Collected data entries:
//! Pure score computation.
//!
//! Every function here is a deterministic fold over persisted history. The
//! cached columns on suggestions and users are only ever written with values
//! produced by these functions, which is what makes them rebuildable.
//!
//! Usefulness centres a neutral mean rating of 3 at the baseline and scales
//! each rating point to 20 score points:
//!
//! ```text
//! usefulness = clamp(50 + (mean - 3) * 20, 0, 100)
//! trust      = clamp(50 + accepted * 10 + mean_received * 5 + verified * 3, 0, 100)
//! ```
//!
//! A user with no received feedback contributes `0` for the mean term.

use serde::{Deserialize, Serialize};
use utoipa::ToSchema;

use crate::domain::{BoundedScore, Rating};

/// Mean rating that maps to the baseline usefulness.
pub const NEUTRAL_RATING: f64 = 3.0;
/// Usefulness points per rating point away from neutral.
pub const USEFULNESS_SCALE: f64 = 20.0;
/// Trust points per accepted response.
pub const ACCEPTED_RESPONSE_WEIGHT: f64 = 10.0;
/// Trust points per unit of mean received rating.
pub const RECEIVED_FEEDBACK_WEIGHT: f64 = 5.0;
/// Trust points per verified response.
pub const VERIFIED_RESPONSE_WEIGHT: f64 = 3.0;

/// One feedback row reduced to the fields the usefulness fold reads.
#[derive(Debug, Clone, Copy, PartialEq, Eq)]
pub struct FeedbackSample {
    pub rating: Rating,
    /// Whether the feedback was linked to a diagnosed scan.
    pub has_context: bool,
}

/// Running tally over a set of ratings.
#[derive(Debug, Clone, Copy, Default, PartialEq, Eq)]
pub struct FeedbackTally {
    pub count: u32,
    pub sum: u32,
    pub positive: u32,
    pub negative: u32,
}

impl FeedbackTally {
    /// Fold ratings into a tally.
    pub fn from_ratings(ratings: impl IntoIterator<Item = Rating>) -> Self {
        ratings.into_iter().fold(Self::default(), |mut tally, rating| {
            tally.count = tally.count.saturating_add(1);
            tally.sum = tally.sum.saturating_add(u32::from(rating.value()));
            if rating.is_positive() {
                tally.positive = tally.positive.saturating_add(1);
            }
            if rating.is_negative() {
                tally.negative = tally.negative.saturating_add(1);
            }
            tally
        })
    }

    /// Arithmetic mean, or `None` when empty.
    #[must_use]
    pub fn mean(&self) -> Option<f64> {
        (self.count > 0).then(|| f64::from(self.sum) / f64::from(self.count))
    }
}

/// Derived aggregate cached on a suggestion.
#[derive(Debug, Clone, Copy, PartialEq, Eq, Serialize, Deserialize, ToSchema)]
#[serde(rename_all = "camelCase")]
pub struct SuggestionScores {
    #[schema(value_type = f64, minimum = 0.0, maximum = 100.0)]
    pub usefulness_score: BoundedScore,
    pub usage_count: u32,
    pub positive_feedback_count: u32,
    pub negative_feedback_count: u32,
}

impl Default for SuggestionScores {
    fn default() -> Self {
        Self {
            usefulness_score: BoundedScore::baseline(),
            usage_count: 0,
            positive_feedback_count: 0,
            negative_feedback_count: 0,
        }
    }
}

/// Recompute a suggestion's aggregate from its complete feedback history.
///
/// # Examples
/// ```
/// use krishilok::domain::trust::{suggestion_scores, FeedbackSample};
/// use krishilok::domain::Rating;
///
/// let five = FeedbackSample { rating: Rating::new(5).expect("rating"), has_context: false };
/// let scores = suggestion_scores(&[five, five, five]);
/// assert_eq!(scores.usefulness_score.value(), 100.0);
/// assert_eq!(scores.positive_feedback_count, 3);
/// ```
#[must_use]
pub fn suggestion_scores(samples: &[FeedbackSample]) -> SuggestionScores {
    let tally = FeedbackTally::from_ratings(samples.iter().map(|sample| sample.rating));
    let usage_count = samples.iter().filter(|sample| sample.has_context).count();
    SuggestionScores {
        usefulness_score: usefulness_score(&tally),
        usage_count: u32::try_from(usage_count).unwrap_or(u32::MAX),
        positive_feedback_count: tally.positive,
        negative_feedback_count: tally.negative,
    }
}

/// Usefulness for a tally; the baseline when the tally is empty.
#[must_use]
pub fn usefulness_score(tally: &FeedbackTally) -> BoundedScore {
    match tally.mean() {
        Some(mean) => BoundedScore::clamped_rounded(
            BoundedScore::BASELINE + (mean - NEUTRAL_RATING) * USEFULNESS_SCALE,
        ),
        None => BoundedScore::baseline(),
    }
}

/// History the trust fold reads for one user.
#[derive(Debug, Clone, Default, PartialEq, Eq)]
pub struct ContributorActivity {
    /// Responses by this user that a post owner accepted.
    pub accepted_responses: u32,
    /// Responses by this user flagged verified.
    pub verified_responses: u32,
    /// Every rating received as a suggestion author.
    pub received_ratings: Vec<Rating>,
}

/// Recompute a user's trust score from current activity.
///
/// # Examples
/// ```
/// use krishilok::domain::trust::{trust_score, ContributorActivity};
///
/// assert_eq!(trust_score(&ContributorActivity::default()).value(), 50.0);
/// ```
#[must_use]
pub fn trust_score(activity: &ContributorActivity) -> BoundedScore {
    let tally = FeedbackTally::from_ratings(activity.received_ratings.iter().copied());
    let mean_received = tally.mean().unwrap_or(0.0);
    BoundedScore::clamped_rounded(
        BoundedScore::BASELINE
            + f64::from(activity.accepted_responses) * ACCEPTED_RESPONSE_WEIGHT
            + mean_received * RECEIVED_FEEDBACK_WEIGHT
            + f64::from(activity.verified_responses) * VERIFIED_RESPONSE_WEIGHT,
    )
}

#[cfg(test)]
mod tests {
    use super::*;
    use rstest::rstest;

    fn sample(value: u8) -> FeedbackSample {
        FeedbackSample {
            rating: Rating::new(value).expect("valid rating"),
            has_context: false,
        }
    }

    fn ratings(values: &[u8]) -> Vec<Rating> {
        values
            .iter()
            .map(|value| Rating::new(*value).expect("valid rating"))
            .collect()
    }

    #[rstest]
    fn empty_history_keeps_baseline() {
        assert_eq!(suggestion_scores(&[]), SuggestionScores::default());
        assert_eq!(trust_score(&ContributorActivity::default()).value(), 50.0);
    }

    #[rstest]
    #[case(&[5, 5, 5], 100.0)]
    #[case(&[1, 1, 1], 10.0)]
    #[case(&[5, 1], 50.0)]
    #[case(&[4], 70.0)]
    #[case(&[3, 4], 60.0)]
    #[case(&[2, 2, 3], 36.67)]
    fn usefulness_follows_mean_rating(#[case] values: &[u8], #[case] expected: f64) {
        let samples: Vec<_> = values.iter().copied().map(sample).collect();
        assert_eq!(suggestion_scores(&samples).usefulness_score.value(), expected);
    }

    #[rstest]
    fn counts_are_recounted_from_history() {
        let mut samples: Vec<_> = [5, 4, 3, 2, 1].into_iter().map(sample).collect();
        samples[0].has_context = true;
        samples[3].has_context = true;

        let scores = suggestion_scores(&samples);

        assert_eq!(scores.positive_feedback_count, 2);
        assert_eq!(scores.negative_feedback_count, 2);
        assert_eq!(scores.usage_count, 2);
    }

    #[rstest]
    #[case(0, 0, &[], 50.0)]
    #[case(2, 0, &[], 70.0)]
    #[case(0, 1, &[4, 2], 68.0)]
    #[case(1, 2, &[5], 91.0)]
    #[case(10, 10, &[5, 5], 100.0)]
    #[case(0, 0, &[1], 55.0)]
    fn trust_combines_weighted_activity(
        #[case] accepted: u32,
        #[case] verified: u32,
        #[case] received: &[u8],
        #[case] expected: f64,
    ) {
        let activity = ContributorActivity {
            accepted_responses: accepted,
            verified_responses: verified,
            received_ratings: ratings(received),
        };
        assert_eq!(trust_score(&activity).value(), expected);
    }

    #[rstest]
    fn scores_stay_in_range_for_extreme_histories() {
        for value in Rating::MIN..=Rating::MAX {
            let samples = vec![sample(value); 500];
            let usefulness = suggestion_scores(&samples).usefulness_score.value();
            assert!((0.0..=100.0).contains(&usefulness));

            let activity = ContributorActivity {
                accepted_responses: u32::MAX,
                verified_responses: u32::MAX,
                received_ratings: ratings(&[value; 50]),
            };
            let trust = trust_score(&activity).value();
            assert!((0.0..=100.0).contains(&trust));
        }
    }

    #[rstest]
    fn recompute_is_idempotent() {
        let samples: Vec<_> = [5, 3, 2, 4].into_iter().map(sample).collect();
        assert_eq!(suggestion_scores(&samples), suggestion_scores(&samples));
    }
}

--

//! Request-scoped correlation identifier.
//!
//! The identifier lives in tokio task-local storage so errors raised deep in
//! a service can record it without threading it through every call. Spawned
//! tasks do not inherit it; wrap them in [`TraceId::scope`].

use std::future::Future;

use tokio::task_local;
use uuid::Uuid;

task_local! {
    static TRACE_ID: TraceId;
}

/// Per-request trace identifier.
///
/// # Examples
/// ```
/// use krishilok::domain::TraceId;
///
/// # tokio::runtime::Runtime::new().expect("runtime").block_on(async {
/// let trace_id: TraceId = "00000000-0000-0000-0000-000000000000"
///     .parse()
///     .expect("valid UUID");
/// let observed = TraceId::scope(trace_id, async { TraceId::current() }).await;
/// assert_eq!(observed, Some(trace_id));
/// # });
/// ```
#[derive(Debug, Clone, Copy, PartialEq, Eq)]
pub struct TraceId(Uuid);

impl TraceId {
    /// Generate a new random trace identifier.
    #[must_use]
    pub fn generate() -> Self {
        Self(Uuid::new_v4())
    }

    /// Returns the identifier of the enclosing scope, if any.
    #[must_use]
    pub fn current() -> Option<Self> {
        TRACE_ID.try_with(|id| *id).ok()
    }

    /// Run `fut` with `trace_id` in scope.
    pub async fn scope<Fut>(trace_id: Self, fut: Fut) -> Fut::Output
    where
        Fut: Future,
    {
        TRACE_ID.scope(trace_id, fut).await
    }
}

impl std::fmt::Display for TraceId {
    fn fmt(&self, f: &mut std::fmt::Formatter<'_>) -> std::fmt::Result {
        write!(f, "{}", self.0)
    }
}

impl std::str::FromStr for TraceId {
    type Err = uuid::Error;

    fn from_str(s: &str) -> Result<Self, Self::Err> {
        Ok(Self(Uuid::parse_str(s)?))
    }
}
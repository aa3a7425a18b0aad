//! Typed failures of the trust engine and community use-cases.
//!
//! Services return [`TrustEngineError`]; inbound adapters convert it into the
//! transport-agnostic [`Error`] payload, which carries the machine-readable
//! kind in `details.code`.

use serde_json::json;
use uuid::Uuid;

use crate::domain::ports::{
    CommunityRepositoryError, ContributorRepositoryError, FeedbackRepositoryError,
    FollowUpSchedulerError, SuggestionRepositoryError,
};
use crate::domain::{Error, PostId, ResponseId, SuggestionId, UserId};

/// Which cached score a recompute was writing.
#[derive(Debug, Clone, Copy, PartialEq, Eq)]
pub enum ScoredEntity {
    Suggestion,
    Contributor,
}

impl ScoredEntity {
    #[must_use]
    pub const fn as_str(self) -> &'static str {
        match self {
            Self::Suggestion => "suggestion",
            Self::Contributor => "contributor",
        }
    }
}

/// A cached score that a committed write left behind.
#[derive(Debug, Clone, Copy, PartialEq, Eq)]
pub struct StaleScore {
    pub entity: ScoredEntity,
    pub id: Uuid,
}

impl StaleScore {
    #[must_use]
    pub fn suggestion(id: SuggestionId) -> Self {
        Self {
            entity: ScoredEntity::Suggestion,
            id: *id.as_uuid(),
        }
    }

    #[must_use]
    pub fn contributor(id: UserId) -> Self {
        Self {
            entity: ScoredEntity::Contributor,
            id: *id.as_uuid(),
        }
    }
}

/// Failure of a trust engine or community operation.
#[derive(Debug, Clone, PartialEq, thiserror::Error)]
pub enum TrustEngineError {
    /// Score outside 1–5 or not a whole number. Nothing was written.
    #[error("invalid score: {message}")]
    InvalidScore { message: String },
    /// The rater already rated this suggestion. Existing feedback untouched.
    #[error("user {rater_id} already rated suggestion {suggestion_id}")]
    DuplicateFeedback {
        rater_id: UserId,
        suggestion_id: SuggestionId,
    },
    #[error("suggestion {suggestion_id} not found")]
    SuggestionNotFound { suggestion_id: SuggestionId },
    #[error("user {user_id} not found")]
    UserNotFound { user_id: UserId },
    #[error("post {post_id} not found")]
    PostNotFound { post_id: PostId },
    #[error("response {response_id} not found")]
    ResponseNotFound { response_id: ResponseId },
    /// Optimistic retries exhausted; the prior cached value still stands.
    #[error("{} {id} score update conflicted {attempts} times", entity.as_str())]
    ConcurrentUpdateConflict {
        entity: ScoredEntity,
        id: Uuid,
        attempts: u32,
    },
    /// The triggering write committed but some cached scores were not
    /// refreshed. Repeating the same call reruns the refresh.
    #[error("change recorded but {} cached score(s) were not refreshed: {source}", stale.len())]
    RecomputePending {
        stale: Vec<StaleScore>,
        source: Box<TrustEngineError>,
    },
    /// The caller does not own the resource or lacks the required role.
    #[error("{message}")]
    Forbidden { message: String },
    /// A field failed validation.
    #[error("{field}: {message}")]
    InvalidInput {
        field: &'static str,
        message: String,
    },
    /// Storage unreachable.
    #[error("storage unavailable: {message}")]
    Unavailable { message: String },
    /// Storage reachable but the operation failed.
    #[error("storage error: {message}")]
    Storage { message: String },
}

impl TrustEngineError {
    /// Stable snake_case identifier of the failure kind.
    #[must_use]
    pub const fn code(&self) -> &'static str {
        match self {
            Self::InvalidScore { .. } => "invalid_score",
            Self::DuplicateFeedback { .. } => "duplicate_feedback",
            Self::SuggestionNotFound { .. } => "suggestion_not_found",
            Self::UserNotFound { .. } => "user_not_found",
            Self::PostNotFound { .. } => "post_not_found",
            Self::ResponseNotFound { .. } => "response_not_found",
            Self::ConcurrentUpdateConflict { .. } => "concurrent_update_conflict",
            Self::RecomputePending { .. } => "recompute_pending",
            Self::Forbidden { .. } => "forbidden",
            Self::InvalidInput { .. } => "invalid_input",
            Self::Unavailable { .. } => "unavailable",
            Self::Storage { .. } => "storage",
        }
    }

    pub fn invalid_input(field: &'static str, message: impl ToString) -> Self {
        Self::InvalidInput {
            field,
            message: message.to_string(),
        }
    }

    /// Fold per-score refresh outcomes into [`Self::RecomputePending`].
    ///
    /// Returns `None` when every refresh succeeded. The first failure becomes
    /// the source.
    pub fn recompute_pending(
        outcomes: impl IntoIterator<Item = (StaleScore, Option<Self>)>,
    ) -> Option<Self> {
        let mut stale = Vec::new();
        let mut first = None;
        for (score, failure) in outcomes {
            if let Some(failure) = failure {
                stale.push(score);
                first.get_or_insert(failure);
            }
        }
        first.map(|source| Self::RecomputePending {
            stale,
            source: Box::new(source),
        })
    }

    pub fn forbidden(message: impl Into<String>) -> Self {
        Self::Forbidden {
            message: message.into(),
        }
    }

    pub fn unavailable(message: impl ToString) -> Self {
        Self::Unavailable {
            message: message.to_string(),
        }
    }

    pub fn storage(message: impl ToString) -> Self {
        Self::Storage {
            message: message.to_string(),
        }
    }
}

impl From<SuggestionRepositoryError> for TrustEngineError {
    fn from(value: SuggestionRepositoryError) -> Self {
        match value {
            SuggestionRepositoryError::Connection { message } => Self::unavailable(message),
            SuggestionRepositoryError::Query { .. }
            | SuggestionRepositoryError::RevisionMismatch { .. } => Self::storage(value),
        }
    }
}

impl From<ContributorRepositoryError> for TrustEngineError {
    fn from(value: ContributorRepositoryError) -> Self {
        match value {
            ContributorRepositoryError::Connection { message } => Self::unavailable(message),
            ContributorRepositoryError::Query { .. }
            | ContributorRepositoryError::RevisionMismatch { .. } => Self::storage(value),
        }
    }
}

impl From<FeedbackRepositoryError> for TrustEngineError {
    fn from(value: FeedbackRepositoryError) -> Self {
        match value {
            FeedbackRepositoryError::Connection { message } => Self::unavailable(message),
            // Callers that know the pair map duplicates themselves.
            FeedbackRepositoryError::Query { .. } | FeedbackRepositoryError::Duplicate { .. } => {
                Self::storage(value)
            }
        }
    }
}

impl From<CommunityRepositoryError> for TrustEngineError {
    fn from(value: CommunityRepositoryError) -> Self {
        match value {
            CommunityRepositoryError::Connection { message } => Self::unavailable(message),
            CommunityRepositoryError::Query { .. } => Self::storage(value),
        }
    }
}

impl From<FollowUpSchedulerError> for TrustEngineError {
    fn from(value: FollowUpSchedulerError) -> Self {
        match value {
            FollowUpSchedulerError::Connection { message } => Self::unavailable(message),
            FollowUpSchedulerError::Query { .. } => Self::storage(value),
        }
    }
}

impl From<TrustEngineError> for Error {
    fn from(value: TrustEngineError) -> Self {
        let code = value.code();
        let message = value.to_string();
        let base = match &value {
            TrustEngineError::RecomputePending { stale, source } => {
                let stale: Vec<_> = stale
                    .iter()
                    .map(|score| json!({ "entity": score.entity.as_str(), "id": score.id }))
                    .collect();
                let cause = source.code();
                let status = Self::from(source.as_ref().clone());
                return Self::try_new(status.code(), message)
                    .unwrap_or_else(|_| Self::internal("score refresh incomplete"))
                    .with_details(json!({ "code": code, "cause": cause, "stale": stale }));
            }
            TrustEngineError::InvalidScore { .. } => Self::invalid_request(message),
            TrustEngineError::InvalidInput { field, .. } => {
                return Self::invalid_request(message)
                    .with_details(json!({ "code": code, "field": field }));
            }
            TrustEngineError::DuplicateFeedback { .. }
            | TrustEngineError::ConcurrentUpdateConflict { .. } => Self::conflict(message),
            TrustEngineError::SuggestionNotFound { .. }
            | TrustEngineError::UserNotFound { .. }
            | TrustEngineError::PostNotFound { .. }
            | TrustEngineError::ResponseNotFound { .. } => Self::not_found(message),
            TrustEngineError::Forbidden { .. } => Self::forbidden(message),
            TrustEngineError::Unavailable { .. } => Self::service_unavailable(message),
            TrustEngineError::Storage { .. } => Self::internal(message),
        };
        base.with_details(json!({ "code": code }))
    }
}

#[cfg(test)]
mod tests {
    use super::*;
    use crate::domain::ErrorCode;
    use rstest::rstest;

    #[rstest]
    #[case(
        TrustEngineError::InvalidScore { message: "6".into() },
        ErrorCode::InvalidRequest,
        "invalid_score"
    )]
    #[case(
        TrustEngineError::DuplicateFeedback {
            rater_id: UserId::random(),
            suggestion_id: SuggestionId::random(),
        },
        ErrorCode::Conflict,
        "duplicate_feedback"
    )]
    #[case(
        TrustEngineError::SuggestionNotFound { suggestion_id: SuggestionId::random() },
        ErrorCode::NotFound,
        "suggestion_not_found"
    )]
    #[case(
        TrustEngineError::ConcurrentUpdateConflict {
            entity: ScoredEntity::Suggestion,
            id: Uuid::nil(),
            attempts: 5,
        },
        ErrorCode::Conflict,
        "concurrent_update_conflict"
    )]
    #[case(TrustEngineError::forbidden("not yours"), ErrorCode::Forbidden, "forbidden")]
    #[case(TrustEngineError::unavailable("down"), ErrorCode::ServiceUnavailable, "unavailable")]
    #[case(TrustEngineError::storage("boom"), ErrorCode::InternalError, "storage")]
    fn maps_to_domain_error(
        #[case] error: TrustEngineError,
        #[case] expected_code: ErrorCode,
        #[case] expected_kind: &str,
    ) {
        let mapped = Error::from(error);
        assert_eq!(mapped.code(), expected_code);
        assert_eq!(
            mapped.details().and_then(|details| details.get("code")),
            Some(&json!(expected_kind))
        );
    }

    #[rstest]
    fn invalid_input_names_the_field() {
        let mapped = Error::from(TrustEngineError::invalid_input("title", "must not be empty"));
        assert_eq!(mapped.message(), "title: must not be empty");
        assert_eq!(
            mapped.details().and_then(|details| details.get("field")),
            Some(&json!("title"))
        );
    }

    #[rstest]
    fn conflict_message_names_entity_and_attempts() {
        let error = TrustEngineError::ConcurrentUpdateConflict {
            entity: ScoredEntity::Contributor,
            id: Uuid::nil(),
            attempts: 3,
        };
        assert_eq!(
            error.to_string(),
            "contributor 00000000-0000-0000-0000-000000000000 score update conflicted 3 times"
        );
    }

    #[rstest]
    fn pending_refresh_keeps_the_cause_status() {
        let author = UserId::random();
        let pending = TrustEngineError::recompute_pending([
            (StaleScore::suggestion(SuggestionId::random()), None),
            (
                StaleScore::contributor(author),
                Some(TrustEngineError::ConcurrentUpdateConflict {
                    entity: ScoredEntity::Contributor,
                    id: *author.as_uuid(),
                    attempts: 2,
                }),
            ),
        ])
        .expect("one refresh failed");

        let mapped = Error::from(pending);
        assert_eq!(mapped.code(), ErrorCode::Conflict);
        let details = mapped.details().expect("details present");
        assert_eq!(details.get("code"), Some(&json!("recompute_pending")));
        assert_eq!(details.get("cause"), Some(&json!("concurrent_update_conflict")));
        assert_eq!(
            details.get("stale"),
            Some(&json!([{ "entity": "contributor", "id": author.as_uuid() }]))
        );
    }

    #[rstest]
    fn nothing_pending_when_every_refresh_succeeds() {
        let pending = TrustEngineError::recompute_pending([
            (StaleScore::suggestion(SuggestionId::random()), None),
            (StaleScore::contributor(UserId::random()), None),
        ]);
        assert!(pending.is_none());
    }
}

- **How to complete this task**: Looking at the entries above, say how many lines contain the word "aggregate". Only the number is wanted.

- **Reply**: 2